The Undergraduate Student Government passed the Water Quality Act of 2019 on Monday night, allowing a team of four senators to begin testing water quality at ten locations around campus. The government’s budget was also discussed at the meeting.

The initiative was inspired by a lack of public information about water quality on BU’s campus and a concern that BU does not conduct consistent tests of the water that comes through university pipes into student residences.

The act was originally proposed by Aditya Jain, a junior senator in the College of Engineering, on Sept. 31, but was tabled by the Senate for further deliberation.
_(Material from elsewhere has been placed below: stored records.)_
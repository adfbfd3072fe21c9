//! Server render pipeline.
//!
//! This crate owns everything with state or I/O around the pure logic in
//! `strata_core`:
//! - [`RenderDispatcher`]: per-request orchestration (page, island, error page)
//! - [`RendererFactory`]: single-flight cache of the full and shell renderers
//! - [`SsrContext`]: the per-request rendering context
//! - [`ServerEntry`] / [`AssetSource`]: seams to the view engine and build output
//!
//! # Example
//!
//! ```no_run
//! use std::sync::Arc;
//!
//! use http::Method;
//! use strata_core::{ClientManifest, RuntimeConfig};
//! use strata_renderer::{
//!     AppRender, FnServerEntry, IncomingRequest, RenderDispatcher, RendererFactory,
//!     ResponseHandle, SsrContext, StaticAssetSource,
//! };
//!
//! # async fn example() -> strata_renderer::Result<()> {
//! let entry = FnServerEntry::new(|ctx: &mut SsrContext| Ok(AppRender::new(format!("<p>{}</p>", ctx.url))));
//! let source = StaticAssetSource::new()
//!     .with_manifest(ClientManifest::default())
//!     .with_server_entry(Arc::new(entry));
//!
//! let config = Arc::new(RuntimeConfig::default());
//! let factory = Arc::new(RendererFactory::new(Arc::new(source), Arc::clone(&config)));
//! let dispatcher = RenderDispatcher::new(factory, config);
//!
//! let request = IncomingRequest::new(Method::GET, "/hello".parse().unwrap());
//! let response = dispatcher.render(request, ResponseHandle::new()).await?;
//! assert!(response.unwrap().body.contains("<p>/hello</p>"));
//! # Ok(())
//! # }
//! ```

mod context;
mod dispatcher;
mod error;
mod factory;
mod hooks;
mod renderer;
mod source;

pub use context::{
    build_ssr_context, IncomingRequest, RenderMetaFn, ResponseHandle, ResponseStatus, SsrContext,
    NO_SSR_HEADER,
};
pub use dispatcher::{RenderDispatcher, RenderResponse};
pub use error::{sanitize_error, DispatchError, InitError, RenderError, Result};
pub use factory::RendererFactory;
pub use hooks::HookRegistry;
pub use renderer::{
    AppRender, BundleRenderer, FnServerEntry, RenderMode, RenderedOutput, Renderer, ServerEntry,
    ShellRenderer, APP_ROOT_ID,
};
pub use source::{load_manifest_file, AssetSource, StaticAssetSource};
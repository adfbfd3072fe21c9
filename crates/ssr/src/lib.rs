//! Server bundle worker pool - Imperative Shell.
//!
//! This crate runs the application's server bundle with `deno_core` on
//! dedicated worker threads, using pure functions from `strata_ssr_core`, and
//! plugs it into the render pipeline of `strata_renderer`.
//!
//! # Architecture
//!
//! - **Functional Core** (`strata_ssr_core`): wire types, config validation, polyfills
//! - **Imperative Shell** (this crate): I/O, threading, JsRuntime execution
//!
//! # Example
//!
//! ```ignore
//! use std::sync::Arc;
//! use strata_renderer::RendererFactory;
//! use strata_ssr::{BundleAssetSource, SsrPoolConfig};
//!
//! let pool_config = SsrPoolConfig::with_defaults(4).unwrap();
//! let source = BundleAssetSource::new(
//!     ".output/client.manifest.json",
//!     ".output/server.js",
//!     pool_config,
//! );
//! let factory = RendererFactory::new(Arc::new(source), runtime_config);
//! ```

mod entry;
mod error;
mod pool;
mod runtime;
mod source;
mod worker;

// Re-export core types for convenience
pub use strata_ssr_core::{
    EngineOutput, EngineRequest, EngineRequestInfo, SsrCoreError, SsrPoolConfig, DEFAULT_MAX_PENDING,
    DEFAULT_RENDER_TIMEOUT_MS, MAX_CONTEXT_SIZE,
};

pub use entry::DenoServerEntry;
pub use error::{sanitize_error, Result, SsrError};
pub use pool::{HealthStatus, SsrPool, SsrPoolStats};
pub use source::BundleAssetSource;
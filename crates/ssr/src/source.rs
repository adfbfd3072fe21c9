//! Build output on disk: client manifest plus server bundle.

use std::path::PathBuf;
use std::sync::{Arc, Mutex};

use async_trait::async_trait;
use strata_core::ClientManifest;
use strata_renderer::{load_manifest_file, AssetSource, InitError, ServerEntry};
use strata_ssr_core::SsrPoolConfig;

use crate::entry::DenoServerEntry;
use crate::pool::SsrPool;

/// Loads the client manifest and boots an engine pool for the server bundle.
///
/// A missing file is reported as unavailable, not as an error, so the factory
/// can tell "not built" apart from "broken".
pub struct BundleAssetSource {
    manifest_path: PathBuf,
    bundle_path: PathBuf,
    pool_config: SsrPoolConfig,
    pool: Mutex<Option<Arc<SsrPool>>>,
}

impl BundleAssetSource {
    pub fn new(
        manifest_path: impl Into<PathBuf>,
        bundle_path: impl Into<PathBuf>,
        pool_config: SsrPoolConfig,
    ) -> Self {
        Self {
            manifest_path: manifest_path.into(),
            bundle_path: bundle_path.into(),
            pool_config,
            pool: Mutex::new(None),
        }
    }

    /// The engine pool, once the server bundle has been loaded.
    pub fn pool(&self) -> Option<Arc<SsrPool>> {
        self.pool.lock().expect("Lock poisoned").clone()
    }
}

#[async_trait]
impl AssetSource for BundleAssetSource {
    async fn load_manifest(&self) -> Result<Option<ClientManifest>, InitError> {
        load_manifest_file(&self.manifest_path).await
    }

    async fn load_server_entry(&self) -> Result<Option<Arc<dyn ServerEntry>>, InitError> {
        if let Some(pool) = self.pool() {
            return Ok(Some(Arc::new(DenoServerEntry::new(pool))));
        }

        if !tokio::fs::try_exists(&self.bundle_path)
            .await
            .unwrap_or(false)
        {
            tracing::warn!(path = %self.bundle_path.display(), "Server bundle not found");
            return Ok(None);
        }

        // Reading the bundle and spawning workers blocks
        let pool_config = self.pool_config.clone();
        let bundle_path = self.bundle_path.clone();
        let pool = tokio::task::spawn_blocking(move || SsrPool::new(pool_config, &bundle_path))
            .await
            .map_err(|e| bundle_load_error(e.to_string()))?
            .map_err(|e| bundle_load_error(e.to_string()))?;
        let pool = Arc::new(pool);
        *self.pool.lock().expect("Lock poisoned") = Some(Arc::clone(&pool));

        Ok(Some(Arc::new(DenoServerEntry::new(pool))))
    }
}

fn bundle_load_error(reason: String) -> InitError {
    InitError::Load {
        what: "server bundle".to_string(),
        reason,
    }
}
Discussion about the act resumed on Monday and several senators voiced positive opinions on its goals, emphasizing that water quality is an important yet overlooked element of student health on campus.

Jenna Saiontz, a junior senator in the College of Engineering and one of the original developers of the initiative, said that water quality at BU is also a matter of economic equality for students, since newer residences that are more expensive for students are also more likely to have newer, cleaner pipes.

Other senators pointed out the environmental benefits of testing water quality on campus, noting that, if students are well informed about BU water quality safety and improvements, they will be less incentivized to buy plastic water bottles on a daily basis.

David Gao, a freshman senator in Questrom School of Business, said he’s hesitant to drink the tap water on campus because he’s unsure of its quality.

“I feel like getting it checked would make it better,” Gao said, “and instead of going to buy water bottles, I can just drink tap water from my bathroom.”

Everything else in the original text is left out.